Nobody outside of Google actually knows exactly how their algorithms operate (and probably very few within Google know everything). It’s a closely guarded secret. But through years of experimentation, the SEO community have developed an understanding of how search works.
I believe the process is similar to this:
1 - Query interpretation
Google will look at the search query and try to interpret what the searcher wants. They will consider factors such as:
- What device is the searcher using?
- What location is the searcher in?
- What sort of results is the searcher expecting (e.g, shopping or news)
This is where a factor called Rankbrain probably comes in. Rankbrain is a bit of an enigma because nobody outside of Google truly knows what it is and how it works. What we do know, is that it’s an important function in their query processing mechanism.
With the huge growth in mobile voice search, people use natural conversational language when searching. 15% of searches on Google are new search queries that Google has never seen before. Rankbrain is believed to be a machine learning algorithm that uses historical search data to predict what the user-intent behind a new search query might be.

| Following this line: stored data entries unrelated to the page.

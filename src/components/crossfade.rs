use yew::prelude::*;

use crate::behavior::CrossFade;

#[derive(Properties, PartialEq)]
pub struct CrossFadeStackProps {
    pub images: &'static [&'static str],
    pub current: usize,
    pub fade: CrossFade,
    pub alt: AttrValue,
    #[prop_or_default]
    pub class: Classes,
    /// Overlay content (controls, gradients) drawn above the images.
    #[prop_or_default]
    pub children: Html,
}

/// Absolutely stacked images; only `current` is opaque.
#[function_component(CrossFadeStack)]
pub fn crossfade_stack(props: &CrossFadeStackProps) -> Html {
    html! {
        <div class={classes!("fade-stack", props.class.clone())}>
            { for props.images.iter().enumerate().map(|(i, src)| html! {
                <img
                    key={*src}
                    src={*src}
                    alt={props.alt.clone()}
                    loading="lazy"
                    class="fade-layer"
                    style={props.fade.layer_style(i == props.current)}
                    aria-hidden={(i != props.current).to_string()}
                />
            })}
            { props.children.clone() }
        </div>
    }
}
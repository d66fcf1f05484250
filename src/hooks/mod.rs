//! Yew hooks binding the behaviors in [`crate::behavior`] to the browser.

mod use_count_up;
mod use_interval;
mod use_on_screen;
mod use_reduced_motion;
mod use_rotation;
mod use_scrolled;

pub use use_count_up::use_count_up;
pub use use_interval::use_interval;
pub use use_on_screen::{use_on_screen, use_revealed};
pub use use_reduced_motion::use_reduced_motion;
pub use use_rotation::{use_rotation, RotationAction};
pub use use_scrolled::use_scrolled;
use yew::prelude::*;

use super::crossfade::CrossFadeStack;
use super::icons::{Icon, IconKind};
use crate::app::use_landing_config;
use crate::behavior::CrossFade;
use crate::content::{BENEFITS, COMMUNITY_IMAGES, MENTORS};
use crate::hooks::{use_reduced_motion, use_rotation, RotationAction};

#[function_component(CommunityMentorship)]
pub fn community_mentorship() -> Html {
    let config = use_landing_config();
    let paused = use_state_eq(|| false);
    let dialog_open = use_state_eq(|| false);
    let rotation = use_rotation(
        COMMUNITY_IMAGES.len(),
        config.timings.community_period().paused_if(*paused),
    );
    let fade = CrossFade::new(use_reduced_motion(), config.timings.crossfade_ms);

    let on_toggle_play = {
        let paused = paused.clone();
        Callback::from(move |_: MouseEvent| paused.set(!*paused))
    };
    let set_dialog = {
        let dialog_open = dialog_open.clone();
        Callback::from(move |open: bool| dialog_open.set(open))
    };

    html! {
        <section id="community" class="section" aria-label="Community and mentorship">
          <div class="container grid-2">
            <CrossFadeStack
              images={COMMUNITY_IMAGES}
              current={rotation.index()}
              fade={fade}
              alt="Community event"
              class="community-media"
            >
              <div class="carousel-controls">
                <div class="dots">
                  { for (0..COMMUNITY_IMAGES.len()).map(|i| {
                      let dispatcher = rotation.dispatcher();
                      html! {
                        <button
                          key={i}
                          class={classes!("dot", rotation.is_current(i).then_some("active"))}
                          aria-label={format!("Go to slide {}", i + 1)}
                          onclick={Callback::from(move |_: MouseEvent| dispatcher.dispatch(RotationAction::GoTo(i)))}
                        />
                      }
                  })}
                </div>
                <button
                  class="btn btn-ghost btn-sm"
                  aria-label={if *paused { "Play" } else { "Pause" }}
                  onclick={on_toggle_play}
                >
                  <Icon kind={if *paused { IconKind::Play } else { IconKind::Pause }} size={16} />
                </button>
              </div>
            </CrossFadeStack>

            <div>
              <h2 class="section-title">{ "Learn with a community that pushes you forward" }</h2>
              <p class="section-sub">{ "Mentors, peers, and structured accountability. Show up, share work, and grow faster together." }</p>
              <ul class="benefits">
                { for BENEFITS.iter().map(|b| html! {
                    <li key={b.title} class="benefit">
                      <span class="benefit-icon"><Icon kind={b.icon} /></span>
                      <div>
                        <div class="card-title">{ b.title }</div>
                        <p class="muted small">{ b.desc }</p>
                      </div>
                    </li>
                })}
              </ul>
              <div class="cta-row">
                <a href="#" class="btn btn-primary">{ "Join the Community" }</a>
                <button class="btn btn-outline" onclick={set_dialog.reform(|_: MouseEvent| true)}>
                  { "Meet mentors" }
                </button>
              </div>
            </div>
          </div>

          if *dialog_open {
            <MentorDialog on_close={set_dialog.reform(|_: ()| false)} />
          }
        </section>
    }
}

#[derive(Properties, PartialEq)]
pub struct MentorDialogProps {
    pub on_close: Callback<()>,
}

/// Mentor list overlay. Backdrop click or the Close button dismisses it.
// TODO: trap focus inside the panel and close on Escape.
#[function_component(MentorDialog)]
pub fn mentor_dialog(props: &MentorDialogProps) -> Html {
    let on_backdrop = props.on_close.reform(|_: MouseEvent| ());
    let on_close = props.on_close.reform(|_: MouseEvent| ());
    let keep_open = Callback::from(|e: MouseEvent| e.stop_propagation());

    html! {
        <div class="dialog-backdrop" onclick={on_backdrop}>
          <div
            class="dialog"
            role="dialog"
            aria-modal="true"
            aria-labelledby="mentor-dialog-title"
            onclick={keep_open}
          >
            <div class="dialog-head">
              <h3 id="mentor-dialog-title" class="card-title">{ "Meet our mentors" }</h3>
              <button class="btn btn-ghost btn-sm" aria-label="Close" onclick={on_close}>
                <Icon kind={IconKind::Close} size={16} />
              </button>
            </div>
            <div class="mentor-grid">
              { for MENTORS.iter().map(|m| html! {
                  <div key={m.name} class="card mentor-card">
                    <div class="avatar">{ m.initials() }</div>
                    <div>
                      <div class="card-title">{ m.name }</div>
                      <div class="muted small">{ format!("{} · {}", m.role, m.firm) }</div>
                    </div>
                  </div>
              })}
            </div>
          </div>
        </div>
    }
}
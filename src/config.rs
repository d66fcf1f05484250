use gloo::console::{debug, warn};
use serde::{Deserialize, Serialize};
use web_sys::Document;

use crate::behavior::count_up::DEFAULT_DURATION_MS;
use crate::behavior::crossfade::NOMINAL_CROSSFADE_MS;
use crate::behavior::ticker::Period;
use crate::behavior::RootMargin;
use crate::error::ConfigError;
use crate::theme::Theme;

/// Id of the optional `<script type="application/json">` override in index.html.
pub const CONFIG_SCRIPT_ID: &str = "landing-config";

#[derive(Debug, Clone, PartialEq, Serialize, Deserialize)]
#[serde(default)]
pub struct Timings {
    pub hero_rotation_ms: u32,
    pub community_rotation_ms: u32,
    pub testimonial_rotation_ms: u32,
    pub crossfade_ms: u32,
    pub count_up_ms: u32,
    pub stats_root_margin: RootMargin,
    pub scroll_threshold_px: f64,
}

impl Default for Timings {
    fn default() -> Self {
        Self {
            hero_rotation_ms: 3500,
            community_rotation_ms: 4000,
            testimonial_rotation_ms: 6000,
            crossfade_ms: NOMINAL_CROSSFADE_MS,
            count_up_ms: DEFAULT_DURATION_MS,
            stats_root_margin: RootMargin::uniform(-100),
            scroll_threshold_px: 8.0,
        }
    }
}

impl Timings {
    pub fn hero_period(&self) -> Period {
        Period::every(self.hero_rotation_ms)
    }

    pub fn community_period(&self) -> Period {
        Period::every(self.community_rotation_ms)
    }

    pub fn testimonial_period(&self) -> Period {
        Period::every(self.testimonial_rotation_ms)
    }

    fn validate(&self) -> Result<(), ConfigError> {
        let periods = [
            ("hero_rotation_ms", self.hero_rotation_ms),
            ("community_rotation_ms", self.community_rotation_ms),
            ("testimonial_rotation_ms", self.testimonial_rotation_ms),
        ];
        match periods.into_iter().find(|(_, ms)| *ms == 0) {
            Some((field, _)) => Err(ConfigError::ZeroPeriod { field }),
            None => Ok(()),
        }
    }
}

/// Everything the page needs at startup. Passed into the root component.
#[derive(Debug, Clone, Default, PartialEq, Serialize, Deserialize)]
#[serde(default)]
pub struct LandingConfig {
    pub theme: Theme,
    pub timings: Timings,
}

impl LandingConfig {
    pub fn from_json(json: &str) -> Result<Self, ConfigError> {
        let config: LandingConfig = serde_json::from_str(json)?;
        config.theme.validate()?;
        config.timings.validate()?;
        Ok(config)
    }

    /// Reads the embedded override from `doc`. `Ok(None)` when there is none.
    pub fn from_document(doc: &Document) -> Result<Option<Self>, ConfigError> {
        let Some(text) = doc
            .get_element_by_id(CONFIG_SCRIPT_ID)
            .and_then(|el| el.text_content())
        else {
            return Ok(None);
        };
        if text.trim().is_empty() {
            return Ok(None);
        }
        Self::from_json(&text).map(Some)
    }

    /// Embedded override if present and valid, defaults otherwise.
    pub fn load() -> Self {
        let Some(doc) = web_sys::window().and_then(|w| w.document()) else {
            return Self::default();
        };
        match Self::from_document(&doc) {
            Ok(Some(config)) => {
                debug!(format!("landing config: loaded #{CONFIG_SCRIPT_ID}"));
                config
            }
            Ok(None) => {
                debug!("landing config: using defaults");
                Self::default()
            }
            Err(e) => {
                warn!(format!("landing config: {e}; using defaults"));
                Self::default()
            }
        }
    }
}

#[cfg(test)]
mod tests {
    use super::*;
    use crate::error::MarginParseError;

    #[test]
    fn empty_object_gives_defaults() {
        assert_eq!(LandingConfig::from_json("{}"), Ok(LandingConfig::default()));
    }

    #[test]
    fn partial_override_keeps_other_defaults() {
        let config = LandingConfig::from_json(
            r#"{ "timings": { "hero_rotation_ms": 5000, "stats_root_margin": "0px 0px -50px" } }"#,
        )
        .unwrap();
        assert_eq!(config.timings.hero_period(), Period::Every(5000));
        assert_eq!(config.timings.testimonial_rotation_ms, 6000);
        assert_eq!(
            config.timings.stats_root_margin,
            RootMargin {
                top: 0,
                right: 0,
                bottom: -50,
                left: 0
            }
        );
        assert_eq!(config.theme, Theme::default());
    }

    #[test]
    fn zero_rotation_period_is_rejected() {
        let err = LandingConfig::from_json(r#"{ "timings": { "community_rotation_ms": 0 } }"#);
        assert_eq!(
            err,
            Err(ConfigError::ZeroPeriod {
                field: "community_rotation_ms"
            })
        );
    }

    #[test]
    fn zero_crossfade_is_allowed() {
        let config = LandingConfig::from_json(r#"{ "timings": { "crossfade_ms": 0 } }"#).unwrap();
        assert_eq!(config.timings.crossfade_ms, 0);
    }

    #[test]
    fn bad_margin_surfaces_as_json_error() {
        let err = LandingConfig::from_json(r#"{ "timings": { "stats_root_margin": "10%" } }"#);
        let msg = match err {
            Err(ConfigError::Json(msg)) => msg,
            other => panic!("expected a JSON error, got {other:?}"),
        };
        assert!(msg.contains(&MarginParseError::NotPixels("10%".into()).to_string()));
    }

    #[test]
    fn malformed_json_is_an_error() {
        assert!(matches!(LandingConfig::from_json("{"), Err(ConfigError::Json(_))));
    }

    #[test]
    fn serializes_margin_as_css() {
        let json = serde_json::to_string(&LandingConfig::default()).unwrap();
        assert!(json.contains("\"stats_root_margin\":\"-100px -100px -100px -100px\""));
    }
}
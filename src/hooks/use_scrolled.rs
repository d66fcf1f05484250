use gloo::events::EventListener;
use yew::prelude::*;

fn scroll_y() -> f64 {
    web_sys::window()
        .and_then(|w| w.scroll_y().ok())
        .unwrap_or(0.0)
}

/// `true` once the window is scrolled more than `threshold_px` down.
#[hook]
pub fn use_scrolled(threshold_px: f64) -> bool {
    let scrolled = use_state_eq(|| false);
    {
        let scrolled = scrolled.clone();
        use_effect_with(threshold_px.to_bits(), move |_| {
            scrolled.set(scroll_y() > threshold_px);
            let listener = web_sys::window().map(|w| {
                EventListener::new(&w, "scroll", move |_| scrolled.set(scroll_y() > threshold_px))
            });
            move || drop(listener)
        });
    }
    *scrolled
}
use yew::prelude::*;

use super::icons::{Icon, IconKind};
use crate::content::COURSES;

#[function_component(Courses)]
pub fn courses() -> Html {
    html! {
        <section id="courses" class="section" aria-label="Courses overview">
          <div class="container">
            <div class="section-head split">
              <div>
                <h2 class="section-title">{ "Courses designed for outcomes" }</h2>
                <p class="section-sub">{ "Practical skills, structured prep, and job relevance—without breaking the bank." }</p>
              </div>
              <a href="#" class="text-link hide-sm">{ "View all" } <Icon kind={IconKind::ArrowUpRight} /></a>
            </div>
            <div class="grid-3">
              { for COURSES.iter().map(|c| html! {
                  <a key={c.title} href="#" class="card course-card">
                    <div class="course-media">
                      <img src={c.img} alt="Course visual" loading="lazy" />
                      <span class="badge">{ c.chip }</span>
                    </div>
                    <div class="card-body">
                      <h3 class="card-title">{ c.title }</h3>
                      <p class="muted">{ c.outcome }</p>
                      <div class="small">{ c.duration }</div>
                      <ul class="bullets small">
                        { for c.learn.iter().map(|l| html! { <li key={*l}>{ *l }</li> }) }
                      </ul>
                      <div class="text-link card-foot">{ "View details" } <Icon kind={IconKind::ExternalLink} size={16} /></div>
                    </div>
                  </a>
              })}
            </div>
          </div>
        </section>
    }
}
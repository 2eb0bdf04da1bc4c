pub mod status_service;

pub use status_service::{sort_streams, StatusService, DEFAULT_PLATFORM_TIMEOUT};
// File: src/repositories/file.rs
//
// Roster + override kept in a JSON document that operators edit by hand:
//
// {
//   "channels": [
//     { "id": "1", "name": "Alice", "platform": "twitch", "channelId": "alice",
//       "channelUrl": "https://www.twitch.tv/alice", "isOwner": true, "priority": 5 }
//   ],
//   "override": { "isLive": false, "platform": "youtube", "streamUrl": "", "streamTitle": "" }
// }

use std::path::{Path, PathBuf};
use async_trait::async_trait;
use serde::Deserialize;

use livewatch_common::models::{ManualOverride, TrackedChannel};
use livewatch_common::traits::repository_traits::ContentStore;

use crate::Error;

#[derive(Debug, Default, Deserialize)]
struct RosterDocument {
    #[serde(default)]
    channels: Vec<TrackedChannel>,
    #[serde(rename = "override", default)]
    manual_override: Option<ManualOverride>,
}

/// Re-reads the file on every call; there is no cache to invalidate.
#[derive(Debug, Clone)]
pub struct JsonFileContentStore {
    path: PathBuf,
}

impl JsonFileContentStore {
    pub fn new(path: impl Into<PathBuf>) -> Self {
        Self { path: path.into() }
    }

    pub fn path(&self) -> &Path {
        &self.path
    }

    async fn load(&self) -> Result<RosterDocument, Error> {
        let text = tokio::fs::read_to_string(&self.path).await.map_err(|e| {
            Error::ContentStore(format!("reading {}: {}", self.path.display(), e))
        })?;
        serde_json::from_str(&text).map_err(|e| {
            Error::ContentStore(format!("parsing {}: {}", self.path.display(), e))
        })
    }
}

#[async_trait]
impl ContentStore for JsonFileContentStore {
    async fn list_enabled_tracked_channels(&self) -> Result<Vec<TrackedChannel>, Error> {
        let doc = self.load().await?;
        Ok(doc.channels.into_iter().filter(|c| c.enabled).collect())
    }

    async fn get_manual_override(&self) -> Result<Option<ManualOverride>, Error> {
        Ok(self.load().await?.manual_override)
    }
}
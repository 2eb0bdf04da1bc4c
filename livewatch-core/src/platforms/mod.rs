// File: src/platforms/mod.rs

pub mod credentials;
pub mod twitch;
pub mod youtube;

pub use credentials::{CredentialProvider, EnvCredentials, StaticCredentials, TwitchCredentials};
pub use twitch::TwitchLiveClient;
pub use youtube::YouTubeLiveClient;

use crate::Error;
use crate::http::HttpResponse;

/// Turns a non-success response into `Error::Upstream`, keeping the status and body
/// for the log line.
pub(crate) fn ensure_success(context: &str, resp: &HttpResponse) -> Result<(), Error> {
    if resp.is_success() {
        return Ok(());
    }
    Err(Error::Upstream(format!(
        "{}: HTTP {} => {}",
        context, resp.status, resp.body
    )))
}

/// Deserializes a platform payload, reporting malformed JSON as an upstream failure.
pub(crate) fn parse_body<T: serde::de::DeserializeOwned>(context: &str, resp: &HttpResponse) -> Result<T, Error> {
    serde_json::from_str(&resp.body)
        .map_err(|e| Error::Upstream(format!("{} parse error: {}", context, e)))
}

Rankbrain probably attempts to understand the true intent behind an ambiguous query (explicit and implicit).
2 - Retrieval
Once the query has been processed the algorithm will search Google’s index and retrieve matching pages. Imagine the index as Google’s huge database of the internet. It contains billions of pages that they’ve discovered through crawling.
The index is split into thousands of shards. Each shard is a partition of the total index and contains millions of webpages. Sharding their index allows Google to return search results faster. This is because each shard can be searched simultaneously which is faster than searching the entire index in one go.
3 - Scoring
At this point, the query has been processed and Google has retrieved any pages from their index that are a match. Now they score those pages to determine the ranking order.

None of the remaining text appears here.